A high price tag may not indicate quality – huge marketing expenses or multilevel marketing distribution can drive up prices.  However, quality supplements will not be dirt cheap either.

 

  1. Look for a reputable company or brand

Check the company website for information on the science and research behind the products.  Call/email them if you have questions – companies that ignore your queries or provide dubious answers may be unreliable.

 

  1. Absorption efficacy

Some supplements need to have a special coating for delivery and absorption efficacy.  E.g. Probiotics capsules need to be coated to ensure the good bacteria are not destroyed by stomach acid before reaching the intestine. 

Certain supplements contain synergistic ingredients that aid the efficacy of the main ingredients.  E.g. Dihydroquercetin helps vitamin C re-circulate throughout the body, enabling it to last longer.

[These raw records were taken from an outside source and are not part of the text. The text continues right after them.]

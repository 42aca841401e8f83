// SPDX-License-Identifier: GPL-3.0-only

//! Desktop collaborators used by the result presenter
//!
//! Clipboard, share target, URL opener and the scan feedback cue sit behind
//! small traits so the page logic can be exercised without a desktop
//! session. Every system implementation fails soft: errors come back as
//! strings for the caller to log.

use crate::constants::share;
use std::io::Write;
use std::process::{Command, Stdio};
use tracing::{debug, info};

/// Content handed to the share target
#[derive(Debug, Clone, PartialEq, Eq)]
pub struct SharePayload {
    pub title: String,
    pub text: String,
    /// Present only for URL results
    pub url: Option<String>,
    /// The scanned text itself
    pub content: String,
}

impl SharePayload {
    pub fn for_result(content: &str, url: Option<&str>) -> Self {
        Self {
            title: share::TITLE.to_string(),
            text: share::TEXT.to_string(),
            url: url.map(str::to_string),
            content: content.to_string(),
        }
    }
}

pub trait Clipboard {
    fn write_text(&mut self, text: &str) -> Result<(), String>;
}

pub trait ShareTarget {
    /// Whether sharing can be attempted at all
    fn is_available(&self) -> bool;
    fn share(&mut self, payload: &SharePayload) -> Result<(), String>;
}

pub trait UrlOpener {
    fn open(&mut self, url: &str) -> Result<(), String>;
}

/// Audible/visible cue for a successful scan
pub trait Feedback {
    fn success_cue(&mut self);
}

/// System clipboard through `arboard`, falling back to command line tools
/// (`wl-copy`, `xclip`, `xsel`, `pbcopy`) when no display connection works
#[derive(Default)]
pub struct SystemClipboard {
    // Kept alive: on X11 the selection is served by this handle
    native: Option<arboard::Clipboard>,
}

/// Candidate tools in preference order: (program, args)
const CLIPBOARD_TOOLS: [(&str, &[&str]); 4] = [
    ("wl-copy", &[]),
    ("xclip", &["-selection", "clipboard"]),
    ("xsel", &["--clipboard", "--input"]),
    ("pbcopy", &[]),
];

impl SystemClipboard {
    fn write_native(&mut self, text: &str) -> Result<(), String> {
        if self.native.is_none() {
            self.native = Some(arboard::Clipboard::new().map_err(|e| e.to_string())?);
        }
        match self.native.as_mut() {
            Some(clipboard) => clipboard.set_text(text.to_string()).map_err(|e| e.to_string()),
            None => Err("clipboard unavailable".to_string()),
        }
    }

    fn write_with_tools(text: &str) -> Result<(), String> {
        let mut last_error = String::from("no clipboard tool found");

        for (program, args) in CLIPBOARD_TOOLS {
            if program == "wl-copy" && std::env::var_os("WAYLAND_DISPLAY").is_none() {
                continue;
            }
            match pipe_to(program, args, text) {
                Ok(()) => {
                    debug!(tool = program, "Copied to clipboard");
                    return Ok(());
                }
                Err(e) => {
                    debug!(tool = program, error = %e, "Clipboard tool failed");
                    last_error = e;
                }
            }
        }

        Err(last_error)
    }
}

impl Clipboard for SystemClipboard {
    fn write_text(&mut self, text: &str) -> Result<(), String> {
        match self.write_native(text) {
            Ok(()) => Ok(()),
            Err(e) => {
                debug!(error = %e, "Native clipboard failed, trying tools");
                self.native = None;
                Self::write_with_tools(text)
            }
        }
    }
}

fn pipe_to(program: &str, args: &[&str], input: &str) -> Result<(), String> {
    let mut child = Command::new(program)
        .args(args)
        .stdin(Stdio::piped())
        .stdout(Stdio::null())
        .stderr(Stdio::null())
        .spawn()
        .map_err(|e| format!("{program}: {e}"))?;

    if let Some(mut stdin) = child.stdin.take() {
        stdin
            .write_all(input.as_bytes())
            .map_err(|e| format!("{program}: {e}"))?;
    }

    let status = child.wait().map_err(|e| format!("{program}: {e}"))?;
    if status.success() {
        Ok(())
    } else {
        Err(format!("{program} exited with {status}"))
    }
}

/// Share target running a user-configured command.
///
/// Arguments may contain `{title}`, `{text}`, `{url}` and `{content}`
/// placeholders. `{url}` expands to the content for non-URL results.
#[derive(Debug, Clone, Default)]
pub struct CommandShare {
    argv: Vec<String>,
}

impl CommandShare {
    pub fn new(argv: Option<Vec<String>>) -> Self {
        Self {
            argv: argv.unwrap_or_default(),
        }
    }

    /// Command line with placeholders filled in
    pub fn expand(&self, payload: &SharePayload) -> Vec<String> {
        let url = payload.url.as_deref().unwrap_or(&payload.content);
        self.argv
            .iter()
            .map(|arg| {
                arg.replace("{title}", &payload.title)
                    .replace("{text}", &payload.text)
                    .replace("{url}", url)
                    .replace("{content}", &payload.content)
            })
            .collect()
    }
}

impl ShareTarget for CommandShare {
    fn is_available(&self) -> bool {
        !self.argv.is_empty()
    }

    fn share(&mut self, payload: &SharePayload) -> Result<(), String> {
        let argv = self.expand(payload);
        let Some((program, args)) = argv.split_first() else {
            return Err("no share command configured".to_string());
        };

        info!(program = %program, "Sharing scan result");
        let mut child = Command::new(program)
            .args(args)
            .stdin(Stdio::null())
            .stdout(Stdio::null())
            .stderr(Stdio::null())
            .spawn()
            .map_err(|e| format!("{program}: {e}"))?;

        // Reap in the background; share helpers may stay open for a while
        std::thread::spawn(move || {
            let _ = child.wait();
        });
        Ok(())
    }
}

/// Opens URLs with the desktop's default handler
#[derive(Debug, Default)]
pub struct SystemOpener;

impl UrlOpener for SystemOpener {
    fn open(&mut self, url: &str) -> Result<(), String> {
        open::that_detached(url).map_err(|e| e.to_string())
    }
}

/// Terminal bell
#[derive(Debug, Default)]
pub struct TerminalBell {
    pub enabled: bool,
}

impl Feedback for TerminalBell {
    fn success_cue(&mut self) {
        if !self.enabled {
            return;
        }
        let mut stdout = std::io::stdout();
        let _ = stdout.write_all(b"\x07");
        let _ = stdout.flush();
    }
}

/// The set of collaborators the page talks to
pub struct Platform {
    pub clipboard: Box<dyn Clipboard>,
    pub share: Box<dyn ShareTarget>,
    pub opener: Box<dyn UrlOpener>,
    pub feedback: Box<dyn Feedback>,
}

impl Platform {
    /// Desktop implementations
    pub fn system(share_command: Option<Vec<String>>, beep: bool) -> Self {
        Self {
            clipboard: Box::new(SystemClipboard::default()),
            share: Box::new(CommandShare::new(share_command)),
            opener: Box::new(SystemOpener),
            feedback: Box::new(TerminalBell { enabled: beep }),
        }
    }
}

#[cfg(test)]
mod tests {
    use super::*;

    #[test]
    fn test_share_payload_for_url() {
        let payload = SharePayload::for_result("https://example.com", Some("https://example.com"));
        assert_eq!(payload.title, "QR Scan Result");
        assert_eq!(payload.text, "Check out this QR code result:");
        assert_eq!(payload.url.as_deref(), Some("https://example.com"));
    }

    #[test]
    fn test_command_share_expansion() {
        let share = CommandShare::new(Some(vec![
            "notify-send".to_string(),
            "{title}".to_string(),
            "{text} {url}".to_string(),
        ]));
        assert!(share.is_available());

        let text = SharePayload::for_result("hello", None);
        assert_eq!(
            share.expand(&text),
            vec![
                "notify-send",
                "QR Scan Result",
                "Check out this QR code result: hello"
            ]
        );
    }

    #[test]
    fn test_unconfigured_share_is_unavailable() {
        let mut share = CommandShare::new(None);
        assert!(!share.is_available());
        assert!(share.share(&SharePayload::for_result("x", None)).is_err());
    }
}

Some supplements are better absorbed and utilized by the body in one form than another.  E.g. CoQ10 is better as Ubiquinol than Ubiquinone; Vitamin D3 is much better than D2; Vitamin B12 is more effective as Methylcobalamin than Cyanocobalamin.

 

  1. Be wary of claims or ‘trendy’ supplements

Some supplement sellers claim that their products can treat or cure diseases, but many of these claims have not been scientifically validated.  Do your own research or ask them for the relevant research evidence. Also, every now and then comes a craze about a new supplement. Find out more before you jump on the bandwagon.

If you are taking supplements regularly, it is important to learn how to choose good quality ones so that you will reap the maximum benefits from your supplements and also spend your money where it is worth.